Todo fanatismo tiene su origen en un charlatán, en un discurso que incita al odio, a la frustración, a la defensa de la violencia. Y su extensión en un grupo de personas envenenadas que lo siguen y lo convierten a él o ella en un guía espiritual, en un caudillo político, y su mensaje supremacista en una tragedia. A cualquier necio lo engañan de la misma forma: haciéndolo sentirse parte de una minoría privilegiada cuyo destino es la gloria y el poder, el dominio de su comunidad. Al escritor Salman Rushdie lo han apuñalado en Nueva York porque hace décadas un supuesto profeta que hablaba en nombre de su Dios y su religión lo condenó a muerte por blasfemo, tras la publicación de su novela Los versos satánicos. ¿La habrá leído el rufián que lo atacó con un cuchillo durante una conferencia? Me apostaría algo a que no: simplemente, ha hecho lo que le han dicho, para qué juzgar por sí mismo, cuando se puede uno limitar a obedecer. Quienes sí hemos leído a su víctima, recuerdo ahora libros como Hijos de la medianoche, Harún y el mar de las historias o mi favorito suyo, Quijote, hemos sentido que, de algún modo, también se ha hecho correr la sangre de sus personajes, se ha agredido a la inteligencia y el delicioso sentido del humor que hay en sus obras. Los que, además, hemos tenido el placer de conocerlo y sabemos que por añadidura es un hombre bondadoso y muy divertido, tal vez sentimos de manera especial el peso de tanta locura y tanta sinrazón. Y cuando vemos que hay quienes aplauden o justifican semejante barbarie, caemos en el pesimismo: esto no tiene arreglo.

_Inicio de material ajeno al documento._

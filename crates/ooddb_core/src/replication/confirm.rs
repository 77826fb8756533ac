//! Confirmations and cursor gossip.

use crate::database::Database;
use crate::error::{CoreError, CoreResult};
use crate::hooks::{cursor, gossip};
use crate::storage::Connection;
use ooddb_protocol::{HookId, TransactionId, TransactionIdCorrection};
use std::collections::BTreeMap;
use tracing::{debug, trace};

/// Result of [`Database::validate_last_synchronization`].
#[derive(Debug, Clone, Default, PartialEq, Eq)]
pub struct ValidationOutcome {
    /// Whether the peer's confirmed position moved.
    pub advanced: bool,
    /// Confirmed position after the call.
    pub last_validated: TransactionId,
    /// Delivery knowledge to pass on to the other peers.
    pub corrections: Vec<TransactionIdCorrection>,
    /// Log entries pruned.
    pub pruned: usize,
}

impl Database {
    /// Records that `peer` applied this log up to `up_to`.
    ///
    /// Each relayed transaction in the confirmed range tells that the peer
    /// now holds that one transaction of its producer; these facts are
    /// returned as corrections and queued for the other peers. The log is
    /// pruned up to the lowest position every peer provably reached.
    ///
    /// # Errors
    ///
    /// `CursorRegression` if `up_to` is below the recorded position.
    pub fn validate_last_synchronization(
        &self,
        peer: HookId,
        up_to: TransactionId,
    ) -> CoreResult<ValidationOutcome> {
        let shared = self.shared();
        let outcome = self.with_write(|conn| {
            let hooks = &shared.hooks;
            let local = hooks.require_local(conn)?;
            let hook = hooks.require_active(conn, peer)?;
            let current = hook.last_validated_local_transaction_id;
            if up_to < current {
                return Err(CoreError::CursorRegression {
                    hook: peer,
                    current: current.as_u64(),
                    attempted: up_to.as_u64(),
                });
            }

            let mut corrections = Vec::new();
            shared.log.walk_after(conn, current, |conn, header| {
                if header.id > up_to {
                    return Ok(false);
                }
                if header.origin != local.id && header.origin != peer && header.concerns(peer) {
                    cursor::advance(conn, header.origin, peer, header.origin_id.as_u64())?;
                    corrections.push(TransactionIdCorrection {
                        origin: header.origin,
                        validated: BTreeMap::from([(peer, header.origin_id.as_u64())]),
                    });
                }
                Ok(true)
            })?;

            let mut advanced = hooks.advance_last_validated_local(conn, peer, up_to)?;
            advanced |= self.actualize(conn, peer)?;
            let last_validated = hooks
                .require_active(conn, peer)?
                .last_validated_local_transaction_id;
            let all_hooks = hooks.all(conn)?;
            let pruned = shared.log.prune_validated(conn, &all_hooks)?;
            self.owe_corrections(conn, peer, &corrections)?;

            Ok(ValidationOutcome {
                advanced,
                last_validated,
                corrections,
                pruned,
            })
        })?;
        debug!(
            %peer,
            last = %outcome.last_validated,
            corrections = outcome.corrections.len(),
            pruned = outcome.pruned,
            "synchronization validated"
        );
        Ok(outcome)
    }

    /// Merges delivery knowledge gossiped by `from`.
    ///
    /// Each entry says that a hook holds one transaction of the origin.
    /// Log entries carrying that transaction stop waiting for the hook;
    /// when the origin is this host, the hook's confirmed position is then
    /// raised over everything else it does not need. The part that was new
    /// is returned and queued for the other peers.
    pub fn apply_correction(
        &self,
        from: HookId,
        correction: &TransactionIdCorrection,
    ) -> CoreResult<Option<TransactionIdCorrection>> {
        let shared = self.shared();
        self.with_write(|conn| {
            let hooks = &shared.hooks;
            let local = hooks.require_local(conn)?;
            let origin = correction.origin;
            let mut changed = BTreeMap::new();
            let mut delivered = 0;

            for (&target, &value) in &correction.validated {
                if target == local.id || target == origin {
                    continue;
                }
                if !hooks.get(conn, target)?.is_some_and(|h| h.is_active_distant()) {
                    continue;
                }
                let id = TransactionId::new(value);
                let marked = shared.log.mark_delivered(conn, local.id, origin, id, target)?;
                delivered += marked;
                let moved = cursor::advance(conn, origin, target, value)?;
                if origin == local.id {
                    self.actualize(conn, target)?;
                } else if moved || marked > 0 {
                    changed.insert(target, value);
                }
            }
            if delivered > 0 {
                let all_hooks = hooks.all(conn)?;
                shared.log.prune_validated(conn, &all_hooks)?;
            }
            if changed.is_empty() {
                if delivered > 0 {
                    trace!(%from, %origin, delivered, "own log confirmed indirectly");
                }
                return Ok(None);
            }
            trace!(%from, %origin, targets = changed.len(), "delivery knowledge merged");
            let forward = TransactionIdCorrection {
                origin,
                validated: changed,
            };
            self.owe_corrections(conn, from, std::slice::from_ref(&forward))?;
            Ok(Some(forward))
        })
    }

    /// Queues `corrections` for every active peer but `source` and the
    /// hooks they are about.
    fn owe_corrections(
        &self,
        conn: &mut dyn Connection,
        source: HookId,
        corrections: &[TransactionIdCorrection],
    ) -> CoreResult<()> {
        if corrections.is_empty() {
            return Ok(());
        }
        for hook in self.shared().hooks.distant(conn)? {
            if hook.id == source {
                continue;
            }
            for correction in corrections {
                let mut owed = correction.clone();
                owed.validated.remove(&hook.id);
                if !owed.validated.is_empty() {
                    gossip::record(conn, hook.id, &owed)?;
                }
            }
        }
        Ok(())
    }

    /// Facts still owed to `peer`.
    pub fn pending_corrections(&self, peer: HookId) -> CoreResult<Vec<TransactionIdCorrection>> {
        self.with_read(|conn| gossip::pending(conn, peer))
    }

    /// Records that `correction` reached `peer`. Returns the number of
    /// facts dropped from its queue.
    pub fn correction_sent(
        &self,
        peer: HookId,
        correction: &TransactionIdCorrection,
    ) -> CoreResult<usize> {
        self.with_write(|conn| gossip::sent(conn, peer, correction))
    }

    /// Raises the confirmed position of `peer` over log entries that do
    /// not concern it. Returns whether it moved.
    fn actualize(&self, conn: &mut dyn Connection, peer: HookId) -> CoreResult<bool> {
        let shared = self.shared();
        let hook = shared.hooks.require_active(conn, peer)?;
        let reached = shared.log.actualize_last_transaction_id(conn, &hook)?;
        shared.hooks.advance_last_validated_local(conn, peer, reached)
    }
}
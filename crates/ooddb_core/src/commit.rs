//! State shared by a database and its commit pipeline.

use crate::backup::{BackupRestoreManager, Snapshot};
use crate::collision::{CollisionResolver, PeerPriority};
use crate::error::{CoreError, CoreResult};
use crate::hooks::{Hook, PeerRegistry};
use crate::listener::DatabaseListener;
use crate::log::{PendingTransaction, TransactionLog};
use crate::schema::Catalog;
use crate::storage::{Connection, StorageEngine};
use crate::transaction::{CommitObserver, EventBuffer, PreparedCommit};
use crate::types::now_utc_millis;
use ooddb_protocol::{TableEvent, TransactionId};
use parking_lot::RwLock;
use std::collections::BTreeSet;
use std::sync::Arc;
use tracing::{debug, warn};

pub(crate) struct Shared {
    pub(crate) engine: Arc<dyn StorageEngine>,
    pub(crate) catalog: Catalog,
    pub(crate) log: TransactionLog,
    pub(crate) hooks: PeerRegistry,
    pub(crate) backups: Option<BackupRestoreManager>,
    listeners: RwLock<Vec<Arc<dyn DatabaseListener>>>,
    resolver: RwLock<Arc<dyn CollisionResolver>>,
}

impl Shared {
    pub(crate) fn new(engine: Arc<dyn StorageEngine>, backups: Option<BackupRestoreManager>) -> Self {
        Self {
            engine,
            catalog: Catalog::new(),
            log: TransactionLog::new(),
            hooks: PeerRegistry::new(),
            backups,
            listeners: RwLock::new(Vec::new()),
            resolver: RwLock::new(Arc::new(PeerPriority)),
        }
    }

    pub(crate) fn add_listener(&self, listener: Arc<dyn DatabaseListener>) {
        self.listeners.write().push(listener);
    }

    pub(crate) fn resolver(&self) -> Arc<dyn CollisionResolver> {
        Arc::clone(&self.resolver.read())
    }

    pub(crate) fn set_resolver(&self, resolver: Arc<dyn CollisionResolver>) {
        *self.resolver.write() = resolver;
    }

    fn listeners(&self) -> Vec<Arc<dyn DatabaseListener>> {
        self.listeners.read().clone()
    }

    pub(crate) fn notify_logged(&self, id: TransactionId) {
        for listener in self.listeners() {
            listener.transaction_logged(id);
        }
    }

    pub(crate) fn notify_hook_removed(&self, hook: &Hook) {
        for listener in self.listeners() {
            listener.hook_removed(hook);
        }
    }

    pub(crate) fn notify_new_events(&self) {
        for listener in self.listeners() {
            listener.new_database_event_detected();
        }
    }

    /// Commit instant, strictly increasing while backups are kept.
    pub(crate) fn next_timestamp(&self) -> u64 {
        self.backups
            .as_ref()
            .map_or_else(now_utc_millis, BackupRestoreManager::next_timestamp)
    }

    /// Committed rows of every registered table.
    pub(crate) fn snapshot(&self) -> CoreResult<Snapshot> {
        let mut conn = self.engine.connect()?;
        let mut snapshot = Snapshot::new();
        for table in self.catalog.all() {
            let rows = conn.scan(table.name())?.into_iter().collect();
            snapshot.insert(table.name().to_string(), rows);
        }
        conn.close()?;
        Ok(snapshot)
    }

    fn packages_of(&self, events: &EventBuffer) -> CoreResult<BTreeSet<String>> {
        let mut tables = BTreeSet::new();
        for event in events.iter()? {
            tables.insert(event?.table);
        }
        tables
            .iter()
            .map(|t| self.catalog.get(t).map(|s| s.package().to_string()))
            .collect()
    }
}

impl CommitObserver for Shared {
    fn serializes_commits(&self) -> bool {
        self.backups.is_some()
    }

    fn before_commit(
        &self,
        conn: &mut dyn Connection,
        events: &EventBuffer,
        replicated: &[TableEvent],
    ) -> CoreResult<PreparedCommit> {
        let mut prepared = PreparedCommit {
            timestamp_utc: self.next_timestamp(),
            ..PreparedCommit::default()
        };
        if !events.is_empty() {
            if let Some(local) = self.hooks.local(conn)? {
                let packages = self.packages_of(events)?;
                let concerned: BTreeSet<_> = self
                    .hooks
                    .distant(conn)?
                    .iter()
                    .filter(|h| packages.iter().any(|p| h.supports(p)))
                    .map(|h| h.id)
                    .collect();
                if !concerned.is_empty() {
                    let pending = PendingTransaction::local(
                        prepared.timestamp_utc,
                        self.hooks.known(conn)?,
                        concerned,
                    );
                    let logged = self.log.append(conn, local.id, pending, events.iter()?)?;
                    debug!(id = %logged.id, events = logged.event_count, "local transaction logged");
                    prepared.logged = Some(logged.id);
                }
            }
        }
        if self.backups.is_some() && (!events.is_empty() || !replicated.is_empty()) {
            let mut all = events.to_vec()?;
            all.extend_from_slice(replicated);
            prepared.backup_events = Some(all);
        }
        Ok(prepared)
    }

    fn after_commit(&self, prepared: PreparedCommit) -> CoreResult<()> {
        self.hooks.invalidate();
        if let (Some(backups), Some(events)) = (&self.backups, prepared.backup_events) {
            backups
                .record_commit(prepared.timestamp_utc, &events, || self.snapshot())
                .map_err(|e| {
                    warn!(error = %e, "transaction committed without its backup");
                    CoreError::BackupWriteFailed {
                        source: Box::new(e),
                    }
                })?;
        }
        Ok(())
    }

    fn after_rollback(&self) {
        self.hooks.invalidate();
    }

    fn committed(&self, logged: Option<TransactionId>) {
        if let Some(id) = logged {
            self.notify_logged(id);
        }
    }
}
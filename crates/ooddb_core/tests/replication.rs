//! Integration tests for replication between two in-process databases.

use ooddb_core::{
    Collision, CollisionResolver, Config, CoreError, Database, DatabaseRegistry, FieldDef,
    FieldKind, HookId, PairingState, PeerPriority, Record, TableDef, TransactionId, Value,
};
use ooddb_protocol::{AuthenticatedBody, Handshake, TransactionIdCorrection};
use std::collections::BTreeSet;
use std::sync::atomic::{AtomicUsize, Ordering};
use std::sync::Arc;

struct Peer {
    id: HookId,
    db: Database,
}

fn peer(name: &str) -> Peer {
    let db = Database::open_in_memory(name, Config::default(), &DatabaseRegistry::new()).unwrap();
    db.register_table(
        TableDef::new("note", "notes")
            .field(FieldDef::new("id", FieldKind::Integer).primary_key())
            .field(FieldDef::new("body", FieldKind::Text)),
    )
    .unwrap();
    let id = HookId::generate();
    db.init_local_hook(id).unwrap();
    Peer { id, db }
}

/// A peer that also keeps memos, in their own package.
fn peer_with_memos(name: &str) -> Peer {
    let p = peer(name);
    p.db.register_table(
        TableDef::new("memo", "memos")
            .field(FieldDef::new("id", FieldKind::Integer).primary_key())
            .field(FieldDef::new("body", FieldKind::Text)),
    )
    .unwrap();
    p
}

fn pair_for(a: &Peer, b: &Peer, packages: &[&str]) {
    let packages: BTreeSet<String> = packages.iter().map(|p| p.to_string()).collect();
    a.db.add_hook(b.id, packages.clone()).unwrap();
    b.db.add_hook(a.id, packages).unwrap();
}

fn pair(a: &Peer, b: &Peer) {
    a.db.add_hook(b.id, BTreeSet::new()).unwrap();
    b.db.add_hook(a.id, BTreeSet::new()).unwrap();
}

/// Ships everything `from` holds for `to`; returns the transactions applied.
fn pump(from: &Peer, to: &Peer) -> usize {
    let connected = BTreeSet::from([to.id]);
    let mut applied = 0;
    while let Some(batch) = from.db.export_transactions(to.id, 50, &connected).unwrap() {
        let outcome = to.db.apply_transactions(from.id, &batch).unwrap();
        applied += outcome.applied_transactions;
        from.db
            .validate_last_synchronization(to.id, outcome.last_validated)
            .unwrap();
    }
    applied
}

/// Like [`pump`], returning the gossip produced by the confirmations.
fn pump_with_gossip(from: &Peer, to: &Peer) -> Vec<TransactionIdCorrection> {
    let connected = BTreeSet::from([to.id]);
    let mut gossip = Vec::new();
    while let Some(batch) = from.db.export_transactions(to.id, 50, &connected).unwrap() {
        let outcome = to.db.apply_transactions(from.id, &batch).unwrap();
        let validated = from
            .db
            .validate_last_synchronization(to.id, outcome.last_validated)
            .unwrap();
        gossip.extend(validated.corrections);
    }
    gossip
}

fn settle(a: &Peer, b: &Peer) {
    for _ in 0..8 {
        if pump(a, b) + pump(b, a) == 0 {
            return;
        }
    }
    panic!("peers did not settle");
}

fn note(id: i64, body: &str) -> Record {
    Record::new().with("id", id).with("body", body)
}

fn body(p: &Peer, id: i64) -> Option<Value> {
    p.db.read(|tx| tx.get("note", &[Value::Integer(id)]))
        .unwrap()
        .map(|r| r.value("body"))
}

#[test]
fn local_writes_reach_the_peer() {
    let (a, b) = (peer("a"), peer("b"));
    pair(&a, &b);
    a.db.write(|tx| tx.insert("note", &note(1, "hello"))).unwrap();
    a.db.write(|tx| tx.update("note", &note(1, "hello again"))).unwrap();
    b.db.write(|tx| tx.insert("note", &note(2, "from b"))).unwrap();

    settle(&a, &b);
    assert_eq!(body(&b, 1), Some(Value::Text("hello again".into())));
    assert_eq!(body(&a, 2), Some(Value::Text("from b".into())));

    // Confirmed entries are pruned on both sides.
    assert!(a.db.logged_transactions().unwrap().is_empty());
    assert!(b.db.logged_transactions().unwrap().is_empty());
    assert_eq!(
        a.db.hook(b.id).unwrap().unwrap().last_validated_local_transaction_id,
        TransactionId::new(2)
    );
}

#[test]
fn deletes_replicate() {
    let (a, b) = (peer("a"), peer("b"));
    pair(&a, &b);
    a.db.write(|tx| tx.insert("note", &note(1, "temporary"))).unwrap();
    settle(&a, &b);
    b.db.write(|tx| tx.delete("note", &[Value::Integer(1)])).unwrap();
    settle(&a, &b);
    assert_eq!(body(&a, 1), None);
}

#[test]
fn redelivered_batches_are_skipped() {
    let (a, b) = (peer("a"), peer("b"));
    pair(&a, &b);
    a.db.write(|tx| tx.insert("note", &note(1, "once"))).unwrap();

    let connected = BTreeSet::from([b.id]);
    let batch = a.db.export_transactions(b.id, 50, &connected).unwrap().unwrap();
    let first = b.db.apply_transactions(a.id, &batch).unwrap();
    let second = b.db.apply_transactions(a.id, &batch).unwrap();
    assert_eq!(first.applied_transactions, 1);
    assert_eq!(second.applied_transactions, 0);
    assert_eq!(second.skipped_transactions, 1);
    assert_eq!(second.last_validated, first.last_validated);
}

#[test]
fn existing_rows_are_seeded_on_pairing() {
    let (a, b) = (peer("a"), peer("b"));
    a.db.write(|tx| tx.insert("note", &note(1, "a's"))).unwrap();
    b.db.write(|tx| tx.insert("note", &note(2, "b's"))).unwrap();
    pair(&a, &b);
    settle(&a, &b);
    assert_eq!(body(&a, 2), Some(Value::Text("b's".into())));
    assert_eq!(body(&b, 1), Some(Value::Text("a's".into())));
}

/// Counts resolver calls and defers to [`PeerPriority`].
#[derive(Default)]
struct Counting {
    calls: AtomicUsize,
}

impl CollisionResolver for Counting {
    fn direct_collision_detected(&self, collision: &Collision<'_>) -> bool {
        self.calls.fetch_add(1, Ordering::SeqCst);
        PeerPriority.direct_collision_detected(collision)
    }

    fn indirect_collision_detected(&self, collision: &Collision<'_>, third_peer: HookId) -> bool {
        self.calls.fetch_add(1, Ordering::SeqCst);
        PeerPriority.indirect_collision_detected(collision, third_peer)
    }
}

#[test]
fn concurrent_updates_converge_with_one_call_per_peer() {
    let (a, b) = (peer("a"), peer("b"));
    pair(&a, &b);
    let on_a = Arc::new(Counting::default());
    let on_b = Arc::new(Counting::default());
    a.db.set_collision_resolver(on_a.clone());
    b.db.set_collision_resolver(on_b.clone());

    a.db.write(|tx| tx.insert("note", &note(1, "draft"))).unwrap();
    settle(&a, &b);

    a.db.write(|tx| tx.update("note", &note(1, "edited on a"))).unwrap();
    b.db.write(|tx| tx.update("note", &note(1, "edited on b"))).unwrap();
    settle(&a, &b);

    assert_eq!(on_a.calls.load(Ordering::SeqCst), 1);
    assert_eq!(on_b.calls.load(Ordering::SeqCst), 1);
    let winner = if a.id > b.id { "edited on a" } else { "edited on b" };
    assert_eq!(body(&a, 1), Some(Value::Text(winner.into())));
    assert_eq!(body(&b, 1), Some(Value::Text(winner.into())));
}

#[test]
fn sequential_updates_do_not_collide() {
    let (a, b) = (peer("a"), peer("b"));
    pair(&a, &b);
    let on_b = Arc::new(Counting::default());
    b.db.set_collision_resolver(on_b.clone());

    b.db.write(|tx| tx.insert("note", &note(1, "v1"))).unwrap();
    settle(&a, &b);
    a.db.write(|tx| tx.update("note", &note(1, "v2"))).unwrap();
    settle(&a, &b);
    assert_eq!(on_b.calls.load(Ordering::SeqCst), 0);
    assert_eq!(body(&b, 1), Some(Value::Text("v2".into())));
}

#[test]
fn confirmations_never_move_backwards() {
    let (a, b) = (peer("a"), peer("b"));
    pair(&a, &b);
    a.db.write(|tx| tx.insert("note", &note(1, "x"))).unwrap();
    settle(&a, &b);
    let result = a.db.validate_last_synchronization(b.id, TransactionId::ZERO);
    assert!(matches!(result, Err(CoreError::CursorRegression { .. })));
}

#[test]
fn strangers_are_refused() {
    let a = peer("a");
    let stranger = HookId::generate();
    let result = a.db.export_transactions(stranger, 10, &BTreeSet::new());
    assert!(matches!(result, Err(CoreError::UnknownPeer(id)) if id == stranger));
}

#[test]
fn handshake_completes_pairing_and_reports_positions() {
    let (a, b) = (peer("a"), peer("b"));
    pair(&a, &b);
    assert_eq!(
        a.db.hook(b.id).unwrap().unwrap().pairing_state,
        PairingState::P2PPairingInProgress
    );
    a.db.write(|tx| tx.insert("note", &note(1, "x"))).unwrap();
    pump(&a, &b);

    let from_b = b.db.handshake_for(a.id).unwrap();
    assert_eq!(from_b.last_validated_distant, TransactionId::new(1));
    let hook = a.db.handle_handshake(b.id, &from_b).unwrap();
    assert_eq!(hook.pairing_state, PairingState::Paired);
    assert_eq!(hook.last_validated_local_transaction_id, TransactionId::new(1));

    let restored = Handshake {
        last_validated_distant: TransactionId::ZERO,
        packages: BTreeSet::new(),
    };
    let hook = a.db.handle_handshake(b.id, &restored).unwrap();
    assert_eq!(hook.last_validated_local_transaction_id, TransactionId::ZERO);
}

#[test]
fn removal_notice_unpairs_both_sides() {
    let (a, b) = (peer("a"), peer("b"));
    pair(&a, &b);
    a.db.write(|tx| tx.insert("note", &note(1, "x"))).unwrap();

    assert_eq!(a.db.remove_hook_with_notice(b.id).unwrap(), 1);
    let queued = a.db.pending_messages(b.id).unwrap();
    assert!(matches!(
        queued.last().map(|m| &m.body),
        Some(AuthenticatedBody::HookRemoveRequest { removed }) if *removed == b.id
    ));

    for message in queued {
        b.db.apply_authenticated(a.id, &message.body).unwrap();
        a.db.message_sent(b.id, message.message_id).unwrap();
    }
    assert_eq!(
        a.db.hook(b.id).unwrap().unwrap().pairing_state,
        PairingState::Removed
    );
    assert_eq!(
        b.db.hook(a.id).unwrap().unwrap().pairing_state,
        PairingState::Removed
    );
    assert!(a.db.logged_transactions().unwrap().is_empty());
    assert!(a.db.pending_messages(b.id).unwrap().is_empty());
}

#[test]
fn package_announcement_completes_pairing() {
    let (a, b) = (peer("a"), peer("b"));
    pair(&a, &b);
    let announcement = a.db.pending_messages(b.id).unwrap().remove(0);
    assert!(matches!(
        announcement.body,
        AuthenticatedBody::HookSynchronizeRequest { .. }
    ));
    b.db.apply_authenticated(a.id, &announcement.body).unwrap();
    assert_eq!(
        b.db.hook(a.id).unwrap().unwrap().pairing_state,
        PairingState::Paired
    );
}

#[test]
fn relayed_transaction_does_not_hide_earlier_ones_of_its_origin() {
    let (a, b, c) = (
        peer_with_memos("a"),
        peer_with_memos("b"),
        peer_with_memos("c"),
    );
    pair_for(&a, &b, &["notes"]);
    pair_for(&b, &c, &["notes"]);
    pair_for(&a, &c, &[]);

    a.db.write(|tx| tx.insert("memo", &note(1, "memo"))).unwrap();
    a.db.write(|tx| tx.insert("note", &note(1, "note"))).unwrap();

    pump(&a, &b);
    let gossip = pump_with_gossip(&b, &c);
    assert_eq!(gossip.len(), 1);
    assert_eq!(gossip[0].origin, a.id);
    for correction in &gossip {
        a.db.apply_correction(b.id, correction).unwrap();
    }
    // c holds the note, not the memo logged before it.
    let memo_entry = TransactionId::new(1);
    assert!(a.db.logged_transactions().unwrap().iter().any(|t| t.id == memo_entry));
    assert_eq!(
        a.db.hook(c.id).unwrap().unwrap().last_validated_local_transaction_id,
        TransactionId::ZERO
    );

    let handshake = c.db.handshake_for(a.id).unwrap();
    assert_eq!(handshake.last_validated_distant, TransactionId::ZERO);

    pump(&a, &c);
    let memo = c
        .db
        .read(|tx| tx.get("memo", &[Value::Integer(1)]))
        .unwrap()
        .map(|r| r.value("body"));
    assert_eq!(memo, Some(Value::Text("memo".into())));
    assert_eq!(body(&c, 1), Some(Value::Text("note".into())));
    assert!(a.db.logged_transactions().unwrap().is_empty());
}

#[test]
fn edits_of_relayed_rows_do_not_collide() {
    let (a, b, c) = (peer("a"), peer("b"), peer("c"));
    pair(&a, &b);
    pair(&b, &c);
    pair(&a, &c);
    let on_a = Arc::new(Counting::default());
    let on_b = Arc::new(Counting::default());
    a.db.set_collision_resolver(on_a.clone());
    b.db.set_collision_resolver(on_b.clone());

    // a and c only ever talk through b.
    a.db.write(|tx| tx.insert("note", &note(1, "from a"))).unwrap();
    pump(&a, &b);
    pump(&b, &c);
    assert_eq!(body(&c, 1), Some(Value::Text("from a".into())));

    c.db.write(|tx| tx.update("note", &note(1, "edited on c"))).unwrap();
    pump(&c, &b);
    pump(&b, &a);

    assert_eq!(on_a.calls.load(Ordering::SeqCst), 0);
    assert_eq!(on_b.calls.load(Ordering::SeqCst), 0);
    assert_eq!(body(&a, 1), Some(Value::Text("edited on c".into())));
}
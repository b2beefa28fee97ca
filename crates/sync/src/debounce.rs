use std::time::Duration;

use tokio::time::Instant;

/// Leading-edge debounce.  The first event after a quiet period fires; every
/// event, fired or not, pushes the end of the window out again.
#[derive(Debug, Clone)]
pub struct Debouncer {
    window: Duration,
    last_event: Option<Instant>,
}

impl Debouncer {
    pub fn new(window: Duration) -> Self {
        Self {
            window,
            last_event: None,
        }
    }

    /// Record an event at `now`; `true` when it should fire.
    pub fn should_fire(&mut self, now: Instant) -> bool {
        let quiet = match self.last_event {
            None => true,
            Some(last) => now.saturating_duration_since(last) >= self.window,
        };
        self.last_event = Some(now);
        quiet
    }

    pub fn reset(&mut self) {
        self.last_event = None;
    }
}

#[cfg(test)]
mod tests {
    use super::*;

    const WINDOW: Duration = Duration::from_millis(500);

    #[test]
    fn first_event_fires() {
        let mut debouncer = Debouncer::new(WINDOW);
        assert!(debouncer.should_fire(Instant::now()));
    }

    #[test]
    fn burst_fires_once() {
        let mut debouncer = Debouncer::new(WINDOW);
        let start = Instant::now();
        let fired: Vec<bool> = (0..5)
            .map(|i| debouncer.should_fire(start + Duration::from_millis(i * 100)))
            .collect();
        assert_eq!(fired, vec![true, false, false, false, false]);
    }

    #[test]
    fn events_inside_window_extend_it() {
        let mut debouncer = Debouncer::new(WINDOW);
        let start = Instant::now();
        assert!(debouncer.should_fire(start));
        assert!(!debouncer.should_fire(start + Duration::from_millis(400)));
        // 600 ms after the first event but only 200 ms after the second.
        assert!(!debouncer.should_fire(start + Duration::from_millis(600)));
        assert!(debouncer.should_fire(start + Duration::from_millis(1200)));
    }

    #[test]
    fn reset_starts_a_fresh_quiet_period() {
        let mut debouncer = Debouncer::new(WINDOW);
        let now = Instant::now();
        debouncer.should_fire(now);
        debouncer.reset();
        assert!(debouncer.should_fire(now));
    }
}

“Normalizar” es el verbo que hemos inventado para hacer pasar por aceptable lo que debería ser intolerable

Pero sí que lo tiene: recuperar la democracia presa del neoliberalismo, y aislar a quienes la están ocupando con sus caballos de Troya. Porque el peligro es global y aquí también hay iluminados en una tribuna y, entre el público, legionarios dispuestos a seguirlos. La ultraderecha ha sumado votos y ha sido blanqueada; su demagogia ha tenido el premio de entrar en las instituciones y los disparates que lanza a través de los altavoces que le hacen propaganda no nos espantan como debieran. En la Alemania del III Reich, se ve que no había nazis, porque nadie vio, nadie supo, nadie tuvo sospechas, nadie echó en falta a ningún judío ni tuvo noticia de ningún campo de concentración. Y en nuestro país, aquí y ahora, nadie ha visto en esos charlatanes que hablan de “la España que madruga” a una panda que ha vivido de enchufes y chiringuitos, donde hay primeros espadas condenados por no pagar a las empresas y los obreros que les hacen sus mansiones, acusados de delitos que los tienen en busca y captura o de timar a sus clientes, falsear documentos y titulaciones; otros de ellos han sido investigados, y en algunos casos sentenciados, por cohecho, fraude, tráfico de influencias, desfalcos, abusos… Unos prendas. Sin embargo, hay quienes no ven ninguna contradicción entre lo que dicen y lo que hacen, o no la quieren ver, y el caso es que son sus papeletas electorales las que los llevan a los parlamentos. Se devorarán entre ellos, probablemente, como da la impresión de haber ocurrido con el caso de la candidata a Andalucía que, tras hacer el ridículo por todo lo alto y disfrazada de modelo de Julio Romero de Torres, ha alegado una misteriosa enfermedad para quitarse de en medio, aunque tal vez sea porque sus jefes no la buscaron un puesto de senadora, es decir, el mismo destino que a tantas y tantos líderes caídos en desgracia, a los que se les busca un retiro dorado en esa cámara transformada en cementerio de elefantes vivos. Si de verdad está mal de salud, le deseamos una recuperación tan milagrosa como la que tuvo en su día Esperanza Aguirre.

Lo malo no es que los extremistas entren en las instituciones, sino que los lleven a ellas las urnas, que haya ciudadanos que les ríen las gracias, les abren las puertas y los aplauden, y que sus atrocidades verbales y sandeces sin fin se repitan en los medios de comunicación como si fueran una declaración más. “Normalizar” es el verbo que hemos inventado para hacer pasar por aceptable lo que debería ser intolerable. La ultraderecha no sonríe, enseña los dientes.